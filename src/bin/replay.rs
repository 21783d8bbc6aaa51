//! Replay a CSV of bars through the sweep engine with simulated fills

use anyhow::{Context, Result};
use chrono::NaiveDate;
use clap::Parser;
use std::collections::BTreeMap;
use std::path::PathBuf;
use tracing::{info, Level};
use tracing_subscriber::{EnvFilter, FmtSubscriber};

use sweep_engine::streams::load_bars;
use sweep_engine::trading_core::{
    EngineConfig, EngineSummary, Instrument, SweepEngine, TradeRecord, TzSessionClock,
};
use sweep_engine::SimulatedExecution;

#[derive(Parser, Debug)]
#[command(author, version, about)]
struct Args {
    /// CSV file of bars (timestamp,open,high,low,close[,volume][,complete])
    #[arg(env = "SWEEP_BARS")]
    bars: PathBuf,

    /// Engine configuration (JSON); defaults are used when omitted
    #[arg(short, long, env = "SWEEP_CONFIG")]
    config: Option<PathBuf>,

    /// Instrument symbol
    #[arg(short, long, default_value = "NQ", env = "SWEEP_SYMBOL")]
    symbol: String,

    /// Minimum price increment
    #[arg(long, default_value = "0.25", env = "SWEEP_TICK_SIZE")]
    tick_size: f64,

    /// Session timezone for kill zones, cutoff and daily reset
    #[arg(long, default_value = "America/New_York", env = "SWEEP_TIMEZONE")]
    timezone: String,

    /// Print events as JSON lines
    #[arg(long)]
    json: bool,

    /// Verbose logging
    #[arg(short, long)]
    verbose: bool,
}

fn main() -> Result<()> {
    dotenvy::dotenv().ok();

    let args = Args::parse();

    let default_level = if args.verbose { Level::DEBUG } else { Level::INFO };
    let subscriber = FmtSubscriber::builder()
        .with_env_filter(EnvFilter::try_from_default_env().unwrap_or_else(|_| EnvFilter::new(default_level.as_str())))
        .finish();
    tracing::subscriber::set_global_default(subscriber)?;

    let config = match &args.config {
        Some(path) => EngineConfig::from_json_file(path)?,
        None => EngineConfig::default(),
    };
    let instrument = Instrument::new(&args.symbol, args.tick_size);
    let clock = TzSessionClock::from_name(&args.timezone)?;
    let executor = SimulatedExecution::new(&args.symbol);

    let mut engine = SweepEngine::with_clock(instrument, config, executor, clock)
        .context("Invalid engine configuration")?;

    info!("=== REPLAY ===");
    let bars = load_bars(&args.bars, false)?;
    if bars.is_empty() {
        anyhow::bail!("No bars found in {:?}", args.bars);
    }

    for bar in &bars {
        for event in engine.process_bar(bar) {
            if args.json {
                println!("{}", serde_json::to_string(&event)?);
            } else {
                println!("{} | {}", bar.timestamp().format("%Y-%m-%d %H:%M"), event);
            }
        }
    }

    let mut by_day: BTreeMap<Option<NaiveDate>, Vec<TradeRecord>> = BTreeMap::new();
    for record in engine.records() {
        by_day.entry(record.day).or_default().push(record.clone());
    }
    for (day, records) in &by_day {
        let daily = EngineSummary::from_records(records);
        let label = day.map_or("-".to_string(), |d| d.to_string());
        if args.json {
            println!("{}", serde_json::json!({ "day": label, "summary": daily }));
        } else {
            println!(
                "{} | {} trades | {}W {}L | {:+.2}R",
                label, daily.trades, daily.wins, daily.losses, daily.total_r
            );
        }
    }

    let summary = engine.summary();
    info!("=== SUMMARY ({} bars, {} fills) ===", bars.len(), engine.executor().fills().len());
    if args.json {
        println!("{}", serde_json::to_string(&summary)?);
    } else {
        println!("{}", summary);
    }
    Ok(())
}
--
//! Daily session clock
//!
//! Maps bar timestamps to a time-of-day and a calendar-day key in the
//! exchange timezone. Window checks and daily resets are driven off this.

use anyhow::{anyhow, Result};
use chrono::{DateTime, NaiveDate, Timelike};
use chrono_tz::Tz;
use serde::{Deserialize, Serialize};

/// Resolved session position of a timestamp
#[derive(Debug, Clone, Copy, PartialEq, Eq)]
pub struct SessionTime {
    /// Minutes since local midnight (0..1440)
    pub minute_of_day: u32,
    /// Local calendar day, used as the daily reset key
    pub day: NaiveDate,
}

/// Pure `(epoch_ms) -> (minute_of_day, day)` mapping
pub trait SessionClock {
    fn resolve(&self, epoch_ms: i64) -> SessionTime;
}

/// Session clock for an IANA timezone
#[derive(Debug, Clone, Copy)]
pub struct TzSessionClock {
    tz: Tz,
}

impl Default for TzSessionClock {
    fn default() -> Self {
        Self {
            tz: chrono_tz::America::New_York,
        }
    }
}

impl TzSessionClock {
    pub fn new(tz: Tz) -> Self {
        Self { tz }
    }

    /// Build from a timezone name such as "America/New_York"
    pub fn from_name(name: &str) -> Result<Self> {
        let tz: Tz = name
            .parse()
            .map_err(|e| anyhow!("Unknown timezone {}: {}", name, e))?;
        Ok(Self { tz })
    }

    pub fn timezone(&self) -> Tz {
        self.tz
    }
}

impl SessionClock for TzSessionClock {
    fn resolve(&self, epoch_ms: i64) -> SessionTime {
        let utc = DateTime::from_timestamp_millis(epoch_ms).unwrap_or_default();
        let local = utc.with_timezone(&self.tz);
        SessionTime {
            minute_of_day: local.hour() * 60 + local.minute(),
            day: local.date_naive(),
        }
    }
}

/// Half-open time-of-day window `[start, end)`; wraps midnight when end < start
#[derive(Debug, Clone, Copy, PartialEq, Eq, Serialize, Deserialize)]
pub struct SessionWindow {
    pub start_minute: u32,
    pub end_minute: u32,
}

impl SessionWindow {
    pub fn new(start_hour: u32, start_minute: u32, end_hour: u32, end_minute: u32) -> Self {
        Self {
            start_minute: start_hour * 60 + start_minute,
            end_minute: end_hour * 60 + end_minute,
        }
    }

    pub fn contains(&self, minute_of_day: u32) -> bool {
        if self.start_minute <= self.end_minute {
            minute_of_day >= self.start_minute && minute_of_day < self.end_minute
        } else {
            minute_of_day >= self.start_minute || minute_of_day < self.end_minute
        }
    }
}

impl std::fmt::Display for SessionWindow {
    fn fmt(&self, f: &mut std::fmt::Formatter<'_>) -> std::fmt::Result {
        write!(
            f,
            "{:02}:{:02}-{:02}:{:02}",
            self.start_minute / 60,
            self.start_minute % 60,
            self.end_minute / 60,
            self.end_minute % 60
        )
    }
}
...
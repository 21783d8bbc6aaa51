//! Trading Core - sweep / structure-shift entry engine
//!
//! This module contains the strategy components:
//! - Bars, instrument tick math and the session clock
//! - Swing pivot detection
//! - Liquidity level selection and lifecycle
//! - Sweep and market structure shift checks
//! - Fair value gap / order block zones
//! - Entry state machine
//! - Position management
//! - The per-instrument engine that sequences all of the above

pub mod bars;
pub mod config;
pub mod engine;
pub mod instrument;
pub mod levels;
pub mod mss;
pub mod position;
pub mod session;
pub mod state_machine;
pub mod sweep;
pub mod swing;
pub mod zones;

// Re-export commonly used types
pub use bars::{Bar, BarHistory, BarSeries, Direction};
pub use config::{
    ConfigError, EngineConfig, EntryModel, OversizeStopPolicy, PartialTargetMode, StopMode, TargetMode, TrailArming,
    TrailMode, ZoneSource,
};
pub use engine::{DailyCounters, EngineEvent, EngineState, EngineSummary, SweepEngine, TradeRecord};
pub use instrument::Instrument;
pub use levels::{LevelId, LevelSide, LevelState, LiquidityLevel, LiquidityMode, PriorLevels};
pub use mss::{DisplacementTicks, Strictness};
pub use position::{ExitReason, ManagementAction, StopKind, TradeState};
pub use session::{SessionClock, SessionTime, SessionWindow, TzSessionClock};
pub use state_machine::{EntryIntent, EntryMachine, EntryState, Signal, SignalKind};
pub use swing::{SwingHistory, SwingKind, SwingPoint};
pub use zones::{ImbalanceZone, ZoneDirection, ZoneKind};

- Exercise: From the line that has "with simulated fills" through the line that has "let subscriber = FmtSubscriber::builder()", copy every line exactly as it appears above, and leave out all others.

- Result of the task:
//! Replay a CSV of bars through the sweep engine with simulated fills

use anyhow::{Context, Result};
use chrono::NaiveDate;
use clap::Parser;
use std::collections::BTreeMap;
use std::path::PathBuf;
use tracing::{info, Level};
use tracing_subscriber::{EnvFilter, FmtSubscriber};

use sweep_engine::streams::load_bars;
use sweep_engine::trading_core::{
    EngineConfig, EngineSummary, Instrument, SweepEngine, TradeRecord, TzSessionClock,
};
use sweep_engine::SimulatedExecution;

#[derive(Parser, Debug)]
#[command(author, version, about)]
struct Args {
    /// CSV file of bars (timestamp,open,high,low,close[,volume][,complete])
    #[arg(env = "SWEEP_BARS")]
    bars: PathBuf,

    /// Engine configuration (JSON); defaults are used when omitted
    #[arg(short, long, env = "SWEEP_CONFIG")]
    config: Option<PathBuf>,

    /// Instrument symbol
    #[arg(short, long, default_value = "NQ", env = "SWEEP_SYMBOL")]
    symbol: String,

    /// Minimum price increment
    #[arg(long, default_value = "0.25", env = "SWEEP_TICK_SIZE")]
    tick_size: f64,

    /// Session timezone for kill zones, cutoff and daily reset
    #[arg(long, default_value = "America/New_York", env = "SWEEP_TIMEZONE")]
    timezone: String,

    /// Print events as JSON lines
    #[arg(long)]
    json: bool,

    /// Verbose logging
    #[arg(short, long)]
    verbose: bool,
}

fn main() -> Result<()> {
    dotenvy::dotenv().ok();

    let args = Args::parse();

    let default_level = if args.verbose { Level::DEBUG } else { Level::INFO };
    let subscriber = FmtSubscriber::builder()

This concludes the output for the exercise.